The Turing halting problem and the incompleteness theorems are related. Without the GIT, we would not be aware that the Turing halting problem is insoluble, a statement that can be made about any number of similar issues.
> Also, we have no reason to think that the universe satisfies some of the requirements of the Incompleteness Theorem (or even things like the Halting Problem).
You mean, apart from the fact that the question is whether the universe is a vast computer simulation, by definition subject to the halting problem, which lacks a solution because of the GIT?
> Both require some kind of unbounded or self-referential behavior, which we might not have in the universe.
We're not discussing the universe's behavior, we're discussing the feasibility of establishing whether or not it is a simulation, and do this from within the universe.
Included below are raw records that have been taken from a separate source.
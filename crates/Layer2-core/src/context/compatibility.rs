//! Compatibility Bridge - 레거시 필드와 확장 맵의 양방향 동기화
//!
//! 마이그레이션 기간 동안 레거시 평탄 필드와 `extensions["docker"]`
//! 항목 중 어느 쪽을 읽어도 같은 값을 관찰하도록 유지합니다. 두 함수
//! 모두 상태 없는 순수 변환이고 멱등입니다.

use super::{ContainerStatus, ProjectContext};
use serde_json::{json, Value};
use std::collections::HashMap;

/// 레거시 필드가 추적하는 확장 이름
pub const DOCKER_EXTENSION: &str = "docker";

/// 확장 데이터 -> 레거시 필드 복사
///
/// `extensions["docker"]`가 없거나 객체가 아니면 아무것도 하지 않습니다.
/// 확장 데이터에 없는 키는 레거시 필드를 건드리지 않습니다 (키가
/// 빠졌다고 필드를 0값으로 되돌리지 않는다).
pub fn populate_compatibility_fields(ctx: &mut ProjectContext) {
    let Some(Value::Object(docker)) = ctx.extensions.get(DOCKER_EXTENSION) else {
        return;
    };
    let docker = docker.clone();

    if let Some(files) = docker.get("compose_files").and_then(Value::as_array) {
        ctx.compose_files = files
            .iter()
            .filter_map(|v| v.as_str().map(String::from))
            .collect();
    }

    if let Some(path) = docker.get("compose_override").and_then(Value::as_str) {
        if !path.is_empty() {
            ctx.compose_override = Some(path.to_string());
        }
    }

    if let Some(running) = docker.get("docker_running").and_then(Value::as_bool) {
        ctx.docker_running = running;
    }

    if let Some(status) = docker.get("containers_status") {
        if let Ok(map) = serde_json::from_value::<HashMap<String, ContainerStatus>>(status.clone())
        {
            ctx.containers_status = map;
        }
    }
}

/// 레거시 필드 -> 확장 데이터 갱신 (역방향)
///
/// 어느 레거시 필드든 기본값이 아닌 데이터를 담고 있으면, 채워진 필드만으로
/// 새 확장 데이터를 만들어 `extensions["docker"]`를 교체합니다. 레거시
/// 필드가 모두 비어 있으면 확장 키를 건드리지 않습니다 (레거시 데이터의
/// 부재가 확장 데이터의 부재를 뜻하지 않는다).
pub fn update_extensions_from_compatibility(ctx: &mut ProjectContext) {
    let has_docker_data = !ctx.compose_files.is_empty()
        || ctx.compose_override.as_deref().is_some_and(|s| !s.is_empty())
        || ctx.docker_running
        || !ctx.containers_status.is_empty();

    if !has_docker_data {
        return;
    }

    let mut docker = serde_json::Map::new();

    if !ctx.compose_files.is_empty() {
        docker.insert("compose_files".into(), json!(ctx.compose_files));
    }

    if let Some(path) = ctx.compose_override.as_deref() {
        if !path.is_empty() {
            docker.insert("compose_override".into(), json!(path));
        }
    }

    docker.insert("docker_running".into(), json!(ctx.docker_running));

    if !ctx.containers_status.is_empty() {
        if let Ok(status) = serde_json::to_value(&ctx.containers_status) {
            docker.insert("containers_status".into(), status);
        }
    }

    ctx.extensions
        .insert(DOCKER_EXTENSION.to_string(), Value::Object(docker));
}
That is the very definition of self-referential.
> "requires a few approximations in order to fit the problem into your computer"
I think this is where the source "Are we living in a simulation?" comes from.
It's interesting to note that they way a model behaves in a computer, and certain measurements share some similarities (the lattice spacing). But to go from similarities to "we living in a simulation" is just a jump too far.
Lets try to keep some clear distinction between science (measurements) and philosophical conjecturing, so that we know when we are doing the former or the latter.
Yes, I'm on board. The point is that as far as we understand currently there's no "good reason" for spacetime to be discretized, save for it being run in someone else's computer.
That by no means indicates that it is in a computer. Indeed, as far as we know, spacetime is not a grid! So if the hypothesis is: computer we are alleged to live in is any way like computers we ourselves build (eg. finite memory, finite processing speed, discrete, etc.), this paper is a step towards falsifying that hypothesis, not confirming it!
It's probably better to resist the temptation to ascribe meaning to models. The model is the meaning, nothing more or less. If we observe these artifacts, it means that's a property of our universe. Really, we're completely locked within that system and can't say that it means anything else.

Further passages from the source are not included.